### Assigned task
From the first line to the last, reproduce the data exactly.

### Raw data
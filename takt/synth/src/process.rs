use takt_utils::{GetName, Id};

/// The closed set of process kinds the binder distinguishes.
#[derive(Clone, Copy, Debug, PartialEq, Eq, serde::Serialize)]
pub enum ProcessKind {
    Operator,
    MemoryVariable,
    PlainMemoryVariable,
}

impl std::fmt::Display for ProcessKind {
    fn fmt(&self, f: &mut std::fmt::Formatter<'_>) -> std::fmt::Result {
        match self {
            ProcessKind::Operator => write!(f, "operator process"),
            ProcessKind::MemoryVariable => write!(f, "memory variable"),
            ProcessKind::PlainMemoryVariable => {
                write!(f, "plain memory variable")
            }
        }
    }
}

/// One scheduled invocation of a logical operator.
///
/// Carries the operator's type name so that binding can enforce "same
/// physical unit implies same operator type", and the logical operator's
/// name for traceability in the bound architecture.
#[derive(Clone, Debug, serde::Serialize)]
pub struct OperatorProcess {
    pub name: Id,
    pub start_time: u64,
    pub execution_time: u64,
    /// Name of the logical operator this execution belongs to.
    pub operator: Id,
    pub type_name: Id,
}

/// One read event of a stored value, `offset` cycles after the write.
#[derive(Clone, Debug, serde::Serialize)]
pub struct ReadAccess {
    /// The input port consuming the value.
    pub target: Id,
    /// Read time relative to the write.
    pub offset: u64,
}

/// A value produced at one time and consumed at one or more later times,
/// possibly wrapping past the schedule period.
///
/// The lifetime (and hence the resource occupancy) is the largest read
/// offset. A variable not tied to a live operator signal — externally
/// supplied traffic — is carried as [Process::Plain] with the same shape.
#[derive(Clone, Debug, serde::Serialize)]
pub struct MemoryVariable {
    pub name: Id,
    /// Cycle at which the value is written.
    pub write_time: u64,
    /// Read events, keyed by consuming port, as offsets from the write.
    pub reads: Vec<ReadAccess>,
}

impl MemoryVariable {
    /// Total lifetime of the value: the largest read offset.
    pub fn lifetime(&self) -> u64 {
        self.reads.iter().map(|r| r.offset).max().unwrap_or(0)
    }
}

/// Abstract unit of resource contention: something with a start time and a
/// duration on the cyclic timeline of its owning collection.
///
/// Two processes are the same entity iff they have the same name within the
/// same collection; no structural equality is defined.
#[derive(Clone, Debug, serde::Serialize)]
pub enum Process {
    Operator(OperatorProcess),
    Variable(MemoryVariable),
    Plain(MemoryVariable),
}

impl Process {
    pub fn kind(&self) -> ProcessKind {
        match self {
            Process::Operator(_) => ProcessKind::Operator,
            Process::Variable(_) => ProcessKind::MemoryVariable,
            Process::Plain(_) => ProcessKind::PlainMemoryVariable,
        }
    }

    /// Cycle at which the process starts occupying its resource.
    pub fn start_time(&self) -> u64 {
        match self {
            Process::Operator(op) => op.start_time,
            Process::Variable(v) | Process::Plain(v) => v.write_time,
        }
    }

    /// Number of cycles during which the process occupies its resource.
    pub fn execution_time(&self) -> u64 {
        match self {
            Process::Operator(op) => op.execution_time,
            Process::Variable(v) | Process::Plain(v) => v.lifetime(),
        }
    }

    /// The operator type name for operator processes.
    pub fn type_name(&self) -> Option<Id> {
        match self {
            Process::Operator(op) => Some(op.type_name),
            Process::Variable(_) | Process::Plain(_) => None,
        }
    }

    /// The memory variable payload, for the two storage kinds.
    pub fn as_variable(&self) -> Option<&MemoryVariable> {
        match self {
            Process::Operator(_) => None,
            Process::Variable(v) | Process::Plain(v) => Some(v),
        }
    }

    /// Number of read accesses this process performs per period.
    pub fn read_count(&self) -> usize {
        self.as_variable().map(|v| v.reads.len()).unwrap_or(0)
    }
}

impl GetName for Process {
    fn name(&self) -> Id {
        match self {
            Process::Operator(op) => op.name,
            Process::Variable(v) | Process::Plain(v) => v.name,
        }
    }
}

### Response for this exercise
filename takt/synth/src/process.rs
use takt_utils::{GetName, Id};

/// The closed set of process kinds the binder distinguishes.
#[derive(Clone, Copy, Debug, PartialEq, Eq, serde::Serialize)]
pub enum ProcessKind {
    Operator,
    MemoryVariable,
    PlainMemoryVariable,
}

impl std::fmt::Display for ProcessKind {
    fn fmt(&self, f: &mut std::fmt::Formatter<'_>) -> std::fmt::Result {
        match self {
            ProcessKind::Operator => write!(f, "operator process"),
            ProcessKind::MemoryVariable => write!(f, "memory variable"),
            ProcessKind::PlainMemoryVariable => {
                write!(f, "plain memory variable")
            }
        }
    }
}

/// One scheduled invocation of a logical operator.
///
/// Carries the operator's type name so that binding can enforce "same
/// physical unit implies same operator type", and the logical operator's
/// name for traceability in the bound architecture.
#[derive(Clone, Debug, serde::Serialize)]
pub struct OperatorProcess {
    pub name: Id,
    pub start_time: u64,
    pub execution_time: u64,
    /// Name of the logical operator this execution belongs to.
    pub operator: Id,
    pub type_name: Id,
}

/// One read event of a stored value, `offset` cycles after the write.
#[derive(Clone, Debug, serde::Serialize)]
pub struct ReadAccess {
    /// The input port consuming the value.
    pub target: Id,
    /// Read time relative to the write.
    pub offset: u64,
}

/// A value produced at one time and consumed at one or more later times,
/// possibly wrapping past the schedule period.
///
/// The lifetime (and hence the resource occupancy) is the largest read
/// offset. A variable not tied to a live operator signal — externally
/// supplied traffic — is carried as [Process::Plain] with the same shape.
#[derive(Clone, Debug, serde::Serialize)]
pub struct MemoryVariable {
    pub name: Id,
    /// Cycle at which the value is written.
    pub write_time: u64,
    /// Read events, keyed by consuming port, as offsets from the write.
    pub reads: Vec<ReadAccess>,
}

impl MemoryVariable {
    /// Total lifetime of the value: the largest read offset.
    pub fn lifetime(&self) -> u64 {
        self.reads.iter().map(|r| r.offset).max().unwrap_or(0)
    }
}

/// Abstract unit of resource contention: something with a start time and a
/// duration on the cyclic timeline of its owning collection.
///
/// Two processes are the same entity iff they have the same name within the
/// same collection; no structural equality is defined.
#[derive(Clone, Debug, serde::Serialize)]
pub enum Process {
    Operator(OperatorProcess),
    Variable(MemoryVariable),
    Plain(MemoryVariable),
}

impl Process {
    pub fn kind(&self) -> ProcessKind {
        match self {
            Process::Operator(_) => ProcessKind::Operator,
            Process::Variable(_) => ProcessKind::MemoryVariable,
            Process::Plain(_) => ProcessKind::PlainMemoryVariable,
        }
    }

    /// Cycle at which the process starts occupying its resource.
    pub fn start_time(&self) -> u64 {
        match self {
            Process::Operator(op) => op.start_time,
            Process::Variable(v) | Process::Plain(v) => v.write_time,
        }
    }

    /// Number of cycles during which the process occupies its resource.
    pub fn execution_time(&self) -> u64 {
        match self {
            Process::Operator(op) => op.execution_time,
            Process::Variable(v) | Process::Plain(v) => v.lifetime(),
        }
    }

    /// The operator type name for operator processes.
    pub fn type_name(&self) -> Option<Id> {
        match self {
            Process::Operator(op) => Some(op.type_name),
            Process::Variable(_) | Process::Plain(_) => None,
        }
    }

    /// The memory variable payload, for the two storage kinds.
    pub fn as_variable(&self) -> Option<&MemoryVariable> {
        match self {
            Process::Operator(_) => None,
            Process::Variable(v) | Process::Plain(v) => Some(v),
        }
    }

    /// Number of read accesses this process performs per period.
    pub fn read_count(&self) -> usize {
        self.as_variable().map(|v| v.reads.len()).unwrap_or(0)
    }
}

impl GetName for Process {
    fn name(&self) -> Id {
        match self {
            Process::Operator(op) => op.name,
            Process::Variable(v) | Process::Plain(v) => v.name,
        }
    }
}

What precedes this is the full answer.